_DATASET RECORDS_
◆ ◆ ◆ ◆

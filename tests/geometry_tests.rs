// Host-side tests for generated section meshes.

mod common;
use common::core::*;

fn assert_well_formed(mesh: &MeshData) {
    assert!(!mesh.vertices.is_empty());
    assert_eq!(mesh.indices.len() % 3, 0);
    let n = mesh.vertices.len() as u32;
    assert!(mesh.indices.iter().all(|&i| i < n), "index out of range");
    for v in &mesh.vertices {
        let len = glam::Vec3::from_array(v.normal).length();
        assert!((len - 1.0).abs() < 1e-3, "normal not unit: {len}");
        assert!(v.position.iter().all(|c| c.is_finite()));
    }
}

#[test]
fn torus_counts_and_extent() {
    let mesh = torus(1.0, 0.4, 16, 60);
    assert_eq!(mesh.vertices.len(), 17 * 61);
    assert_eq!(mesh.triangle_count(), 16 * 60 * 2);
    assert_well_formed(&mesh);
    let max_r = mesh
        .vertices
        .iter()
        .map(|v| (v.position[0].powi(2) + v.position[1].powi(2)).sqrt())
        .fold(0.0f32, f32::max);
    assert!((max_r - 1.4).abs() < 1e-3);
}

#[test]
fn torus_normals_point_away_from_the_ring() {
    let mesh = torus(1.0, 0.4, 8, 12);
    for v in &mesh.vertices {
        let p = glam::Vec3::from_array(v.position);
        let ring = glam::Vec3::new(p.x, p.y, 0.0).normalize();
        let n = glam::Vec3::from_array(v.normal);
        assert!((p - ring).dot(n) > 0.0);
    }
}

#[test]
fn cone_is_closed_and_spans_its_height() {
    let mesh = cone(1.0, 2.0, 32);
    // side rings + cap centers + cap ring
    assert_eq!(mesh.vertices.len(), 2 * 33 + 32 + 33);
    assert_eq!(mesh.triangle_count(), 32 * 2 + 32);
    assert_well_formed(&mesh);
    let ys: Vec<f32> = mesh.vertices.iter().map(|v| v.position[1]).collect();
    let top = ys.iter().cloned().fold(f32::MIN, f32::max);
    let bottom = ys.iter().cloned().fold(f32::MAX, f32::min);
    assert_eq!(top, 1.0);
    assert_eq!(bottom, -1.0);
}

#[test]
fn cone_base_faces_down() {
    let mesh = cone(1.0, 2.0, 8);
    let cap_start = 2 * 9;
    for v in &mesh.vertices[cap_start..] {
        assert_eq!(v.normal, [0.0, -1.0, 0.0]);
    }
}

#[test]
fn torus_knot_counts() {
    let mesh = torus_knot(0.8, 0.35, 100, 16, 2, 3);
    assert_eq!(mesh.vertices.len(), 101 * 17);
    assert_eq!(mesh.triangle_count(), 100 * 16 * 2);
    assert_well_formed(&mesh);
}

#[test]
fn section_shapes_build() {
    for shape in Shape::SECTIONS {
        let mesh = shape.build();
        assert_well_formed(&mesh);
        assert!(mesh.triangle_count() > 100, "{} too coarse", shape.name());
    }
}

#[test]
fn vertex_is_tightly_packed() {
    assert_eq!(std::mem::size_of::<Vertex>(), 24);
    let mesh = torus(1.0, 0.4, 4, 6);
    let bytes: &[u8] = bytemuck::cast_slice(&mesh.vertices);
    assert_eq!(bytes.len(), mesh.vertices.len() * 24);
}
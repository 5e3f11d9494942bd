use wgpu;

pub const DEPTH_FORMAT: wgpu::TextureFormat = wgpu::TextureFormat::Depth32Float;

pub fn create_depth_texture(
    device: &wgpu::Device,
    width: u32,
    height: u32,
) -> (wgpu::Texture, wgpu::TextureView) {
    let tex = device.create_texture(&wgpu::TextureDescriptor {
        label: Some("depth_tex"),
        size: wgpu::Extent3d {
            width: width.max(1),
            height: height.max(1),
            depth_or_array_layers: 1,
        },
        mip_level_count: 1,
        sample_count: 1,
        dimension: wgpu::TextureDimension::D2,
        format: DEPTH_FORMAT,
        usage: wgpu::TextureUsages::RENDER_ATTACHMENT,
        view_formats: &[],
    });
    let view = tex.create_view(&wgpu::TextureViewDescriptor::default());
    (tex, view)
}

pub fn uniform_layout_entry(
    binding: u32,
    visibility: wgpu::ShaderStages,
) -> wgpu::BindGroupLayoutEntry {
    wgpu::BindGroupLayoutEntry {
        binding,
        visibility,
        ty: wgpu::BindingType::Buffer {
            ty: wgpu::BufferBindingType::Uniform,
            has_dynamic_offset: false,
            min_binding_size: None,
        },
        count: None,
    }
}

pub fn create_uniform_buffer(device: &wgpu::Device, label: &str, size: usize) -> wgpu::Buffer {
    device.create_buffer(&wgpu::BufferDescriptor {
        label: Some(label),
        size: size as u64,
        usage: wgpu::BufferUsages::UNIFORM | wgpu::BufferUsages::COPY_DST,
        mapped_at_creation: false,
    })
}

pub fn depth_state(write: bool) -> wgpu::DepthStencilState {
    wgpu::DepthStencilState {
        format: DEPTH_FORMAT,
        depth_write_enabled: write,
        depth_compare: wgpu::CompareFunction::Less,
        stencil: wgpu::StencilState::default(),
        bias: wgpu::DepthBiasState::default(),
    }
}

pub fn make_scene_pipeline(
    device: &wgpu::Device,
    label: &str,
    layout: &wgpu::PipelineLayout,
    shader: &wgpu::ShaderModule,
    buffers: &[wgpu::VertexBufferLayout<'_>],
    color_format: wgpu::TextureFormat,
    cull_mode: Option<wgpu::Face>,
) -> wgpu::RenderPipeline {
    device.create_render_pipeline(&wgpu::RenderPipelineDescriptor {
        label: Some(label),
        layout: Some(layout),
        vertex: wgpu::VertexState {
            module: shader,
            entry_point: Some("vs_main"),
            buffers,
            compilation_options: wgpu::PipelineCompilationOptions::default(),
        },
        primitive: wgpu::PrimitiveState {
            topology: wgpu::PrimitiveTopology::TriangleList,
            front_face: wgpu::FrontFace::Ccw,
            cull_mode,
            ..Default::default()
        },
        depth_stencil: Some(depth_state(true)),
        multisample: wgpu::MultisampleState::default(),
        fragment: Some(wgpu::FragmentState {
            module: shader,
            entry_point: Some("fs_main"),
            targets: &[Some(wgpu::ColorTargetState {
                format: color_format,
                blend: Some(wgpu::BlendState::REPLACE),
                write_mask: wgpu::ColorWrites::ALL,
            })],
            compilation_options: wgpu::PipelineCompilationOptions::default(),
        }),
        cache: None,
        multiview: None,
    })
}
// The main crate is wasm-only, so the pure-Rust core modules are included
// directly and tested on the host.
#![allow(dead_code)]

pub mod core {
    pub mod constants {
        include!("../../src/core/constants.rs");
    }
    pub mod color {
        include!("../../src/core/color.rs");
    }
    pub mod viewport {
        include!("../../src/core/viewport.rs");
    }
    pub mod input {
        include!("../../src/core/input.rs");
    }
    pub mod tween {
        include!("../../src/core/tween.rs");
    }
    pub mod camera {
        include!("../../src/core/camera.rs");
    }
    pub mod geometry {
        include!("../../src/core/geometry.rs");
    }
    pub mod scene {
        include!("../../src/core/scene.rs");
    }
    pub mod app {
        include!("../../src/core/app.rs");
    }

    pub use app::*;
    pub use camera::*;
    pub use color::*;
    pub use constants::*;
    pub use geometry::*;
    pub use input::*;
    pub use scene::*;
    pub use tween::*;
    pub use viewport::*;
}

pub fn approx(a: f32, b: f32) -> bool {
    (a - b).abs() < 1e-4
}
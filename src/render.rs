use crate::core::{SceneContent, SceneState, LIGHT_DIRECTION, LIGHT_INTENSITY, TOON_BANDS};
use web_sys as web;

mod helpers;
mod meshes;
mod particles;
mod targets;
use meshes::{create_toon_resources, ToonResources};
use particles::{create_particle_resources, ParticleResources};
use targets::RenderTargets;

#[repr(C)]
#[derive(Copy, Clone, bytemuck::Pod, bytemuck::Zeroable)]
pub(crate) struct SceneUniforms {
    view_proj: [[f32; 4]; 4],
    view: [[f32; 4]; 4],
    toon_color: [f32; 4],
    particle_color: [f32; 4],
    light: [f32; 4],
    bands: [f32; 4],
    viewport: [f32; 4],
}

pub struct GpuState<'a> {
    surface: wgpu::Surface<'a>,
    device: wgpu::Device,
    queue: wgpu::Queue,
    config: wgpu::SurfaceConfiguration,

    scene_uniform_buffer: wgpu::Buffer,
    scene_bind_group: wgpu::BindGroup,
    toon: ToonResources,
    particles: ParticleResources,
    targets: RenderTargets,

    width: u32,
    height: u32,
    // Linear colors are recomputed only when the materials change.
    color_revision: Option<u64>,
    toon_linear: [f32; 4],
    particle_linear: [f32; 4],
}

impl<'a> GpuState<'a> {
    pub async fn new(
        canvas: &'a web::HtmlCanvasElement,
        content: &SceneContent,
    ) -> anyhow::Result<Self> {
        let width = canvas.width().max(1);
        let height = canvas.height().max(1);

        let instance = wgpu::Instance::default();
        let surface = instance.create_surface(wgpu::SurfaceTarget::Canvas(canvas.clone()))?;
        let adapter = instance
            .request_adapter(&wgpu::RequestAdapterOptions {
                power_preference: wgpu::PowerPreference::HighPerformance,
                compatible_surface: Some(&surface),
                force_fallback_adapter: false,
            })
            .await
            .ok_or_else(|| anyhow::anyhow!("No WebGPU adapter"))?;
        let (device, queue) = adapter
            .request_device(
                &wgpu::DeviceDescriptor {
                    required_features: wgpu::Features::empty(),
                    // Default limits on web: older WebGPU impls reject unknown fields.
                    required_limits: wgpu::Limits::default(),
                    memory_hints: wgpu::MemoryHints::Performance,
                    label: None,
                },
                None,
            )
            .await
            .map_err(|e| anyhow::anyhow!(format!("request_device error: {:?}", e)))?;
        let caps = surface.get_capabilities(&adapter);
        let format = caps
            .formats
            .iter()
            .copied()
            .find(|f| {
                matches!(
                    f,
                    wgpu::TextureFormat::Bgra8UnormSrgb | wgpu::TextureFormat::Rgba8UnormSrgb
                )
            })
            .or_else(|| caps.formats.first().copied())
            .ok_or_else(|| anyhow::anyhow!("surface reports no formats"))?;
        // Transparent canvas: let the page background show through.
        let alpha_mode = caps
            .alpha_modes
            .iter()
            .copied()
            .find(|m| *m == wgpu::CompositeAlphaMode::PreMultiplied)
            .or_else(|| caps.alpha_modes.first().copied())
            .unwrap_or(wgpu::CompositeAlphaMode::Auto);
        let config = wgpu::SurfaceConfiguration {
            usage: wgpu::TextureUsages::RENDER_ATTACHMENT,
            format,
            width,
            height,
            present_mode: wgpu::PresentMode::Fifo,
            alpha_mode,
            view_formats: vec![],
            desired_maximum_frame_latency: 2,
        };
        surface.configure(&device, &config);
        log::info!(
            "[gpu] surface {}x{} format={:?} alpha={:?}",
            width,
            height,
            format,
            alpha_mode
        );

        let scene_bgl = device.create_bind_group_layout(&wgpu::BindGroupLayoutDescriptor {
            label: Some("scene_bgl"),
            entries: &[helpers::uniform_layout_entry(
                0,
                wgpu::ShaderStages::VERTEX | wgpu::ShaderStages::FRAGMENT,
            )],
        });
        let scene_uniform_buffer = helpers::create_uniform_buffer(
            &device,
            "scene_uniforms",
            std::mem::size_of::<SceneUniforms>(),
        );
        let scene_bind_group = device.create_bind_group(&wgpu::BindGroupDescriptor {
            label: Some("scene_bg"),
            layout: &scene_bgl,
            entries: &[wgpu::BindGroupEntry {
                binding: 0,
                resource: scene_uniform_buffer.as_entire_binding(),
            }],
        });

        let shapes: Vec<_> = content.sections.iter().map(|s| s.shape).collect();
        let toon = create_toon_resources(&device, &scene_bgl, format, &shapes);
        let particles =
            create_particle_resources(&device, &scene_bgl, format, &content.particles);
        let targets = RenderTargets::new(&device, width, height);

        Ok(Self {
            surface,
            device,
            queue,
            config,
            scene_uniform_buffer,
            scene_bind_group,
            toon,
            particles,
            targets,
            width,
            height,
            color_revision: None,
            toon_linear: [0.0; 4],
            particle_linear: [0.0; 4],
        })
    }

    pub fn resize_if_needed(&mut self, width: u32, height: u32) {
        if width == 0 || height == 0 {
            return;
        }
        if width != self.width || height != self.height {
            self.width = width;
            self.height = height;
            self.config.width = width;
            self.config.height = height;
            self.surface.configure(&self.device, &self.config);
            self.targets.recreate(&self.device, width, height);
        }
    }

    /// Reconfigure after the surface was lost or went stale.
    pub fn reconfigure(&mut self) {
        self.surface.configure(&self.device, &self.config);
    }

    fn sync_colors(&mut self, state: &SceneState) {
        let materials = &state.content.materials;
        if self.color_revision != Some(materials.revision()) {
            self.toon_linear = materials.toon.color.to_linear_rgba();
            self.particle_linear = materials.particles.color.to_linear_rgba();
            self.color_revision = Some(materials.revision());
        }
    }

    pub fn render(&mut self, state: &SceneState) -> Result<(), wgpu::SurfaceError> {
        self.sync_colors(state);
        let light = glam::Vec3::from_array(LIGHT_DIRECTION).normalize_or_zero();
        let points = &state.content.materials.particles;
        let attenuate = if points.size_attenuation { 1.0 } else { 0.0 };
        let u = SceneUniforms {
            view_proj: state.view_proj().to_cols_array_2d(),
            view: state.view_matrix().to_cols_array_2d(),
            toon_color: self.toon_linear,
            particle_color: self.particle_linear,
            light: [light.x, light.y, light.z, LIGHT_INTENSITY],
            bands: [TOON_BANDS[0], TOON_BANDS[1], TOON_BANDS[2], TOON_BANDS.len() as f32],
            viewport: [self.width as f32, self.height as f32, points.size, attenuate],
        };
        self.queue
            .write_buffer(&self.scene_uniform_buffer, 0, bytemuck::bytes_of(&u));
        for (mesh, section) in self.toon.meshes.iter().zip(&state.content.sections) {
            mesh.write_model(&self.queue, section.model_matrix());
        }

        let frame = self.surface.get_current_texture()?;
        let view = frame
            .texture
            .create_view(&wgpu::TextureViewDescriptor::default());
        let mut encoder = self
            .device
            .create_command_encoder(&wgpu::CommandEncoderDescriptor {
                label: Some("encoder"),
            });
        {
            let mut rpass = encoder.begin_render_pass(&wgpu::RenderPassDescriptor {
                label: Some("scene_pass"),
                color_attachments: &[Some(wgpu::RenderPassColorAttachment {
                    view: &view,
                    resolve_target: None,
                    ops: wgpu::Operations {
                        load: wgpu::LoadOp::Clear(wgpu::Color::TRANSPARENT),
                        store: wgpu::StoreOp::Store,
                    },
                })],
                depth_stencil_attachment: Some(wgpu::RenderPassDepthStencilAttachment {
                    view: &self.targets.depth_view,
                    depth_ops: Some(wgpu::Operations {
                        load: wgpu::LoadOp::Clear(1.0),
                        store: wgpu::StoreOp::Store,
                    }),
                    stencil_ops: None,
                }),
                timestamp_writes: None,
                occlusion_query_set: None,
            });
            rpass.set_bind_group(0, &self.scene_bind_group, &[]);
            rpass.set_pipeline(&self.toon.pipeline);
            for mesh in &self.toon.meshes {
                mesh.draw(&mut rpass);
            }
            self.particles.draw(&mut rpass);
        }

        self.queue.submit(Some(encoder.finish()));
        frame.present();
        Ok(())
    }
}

◆ ◆ ◆ ◆

Taking the records from the top, repeat each line exactly until you have repeated the line that contains "let len = glam::Vec3::from_array(v.normal).length();".

_EXERCISE ANSWER_
filename tests/geometry_tests.rs
// Host-side tests for generated section meshes.

mod common;
use common::core::*;

fn assert_well_formed(mesh: &MeshData) {
    assert!(!mesh.vertices.is_empty());
    assert_eq!(mesh.indices.len() % 3, 0);
    let n = mesh.vertices.len() as u32;
    assert!(mesh.indices.iter().all(|&i| i < n), "index out of range");
    for v in &mesh.vertices {
        let len = glam::Vec3::from_array(v.normal).length();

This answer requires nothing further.